___ PROVIDED ENTRIES ___

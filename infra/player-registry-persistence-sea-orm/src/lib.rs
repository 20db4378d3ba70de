use sea_orm::{ConnectOptions, ConnectionTrait, Database, DatabaseConnection, DbErr, Schema};

pub mod entity;
pub mod players;

pub const DEFAULT_DATABASE_URL: &str = "sqlite://players.db?mode=rwc";

pub fn database_url() -> String {
    std::env::var("DATABASE_URL").unwrap_or_else(|_| DEFAULT_DATABASE_URL.to_string())
}

pub async fn create_db_pool(database_url: &str) -> Result<DatabaseConnection, DbErr> {
    let mut opt = ConnectOptions::new(database_url);
    // every connection to an in-memory sqlite database sees its own database
    if database_url.contains(":memory:") {
        opt.max_connections(1).min_connections(1);
    } else {
        opt.max_connections(5);
    }
    opt.sqlx_logging(false);
    Database::connect(opt).await
}

/// Creates the `players` table unless it already exists.
pub async fn create_schema(db: &DatabaseConnection) -> Result<(), DbErr> {
    let schema = Schema::new(db.get_database_backend());
    let mut players_table = schema.create_table_from_entity(entity::player::Entity);
    players_table.if_not_exists();
    db.execute(&players_table).await?;
    Ok(())
}
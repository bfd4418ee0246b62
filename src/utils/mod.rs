pub mod error;

pub use error::{AppError, DispatchError, FetchError, ItemError, StoreError};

___

## AIM OF THE EXERCISE
The response must contain every entry, each one identical to the original.

## TASK OUTPUT
filename infra/player-registry-persistence-sea-orm/src/lib.rs
repository 20db4378d3ba70de
use sea_orm::{ConnectOptions, ConnectionTrait, Database, DatabaseConnection, DbErr, Schema};

pub mod entity;
pub mod players;

pub const DEFAULT_DATABASE_URL: &str = "sqlite://players.db?mode=rwc";

pub fn database_url() -> String {
    std::env::var("DATABASE_URL").unwrap_or_else(|_| DEFAULT_DATABASE_URL.to_string())
}

pub async fn create_db_pool(database_url: &str) -> Result<DatabaseConnection, DbErr> {
    let mut opt = ConnectOptions::new(database_url);
    // every connection to an in-memory sqlite database sees its own database
    if database_url.contains(":memory:") {
        opt.max_connections(1).min_connections(1);
    } else {
        opt.max_connections(5);
    }
    opt.sqlx_logging(false);
    Database::connect(opt).await
}

/// Creates the `players` table unless it already exists.
pub async fn create_schema(db: &DatabaseConnection) -> Result<(), DbErr> {
    let schema = Schema::new(db.get_database_backend());
    let mut players_table = schema.create_table_from_entity(entity::player::Entity);
    players_table.if_not_exists();
    db.execute(&players_table).await?;
    Ok(())
}
repository bfd4418ee0246b62
filename src/utils/mod.rs
pub mod error;

pub use error::{AppError, DispatchError, FetchError, ItemError, StoreError};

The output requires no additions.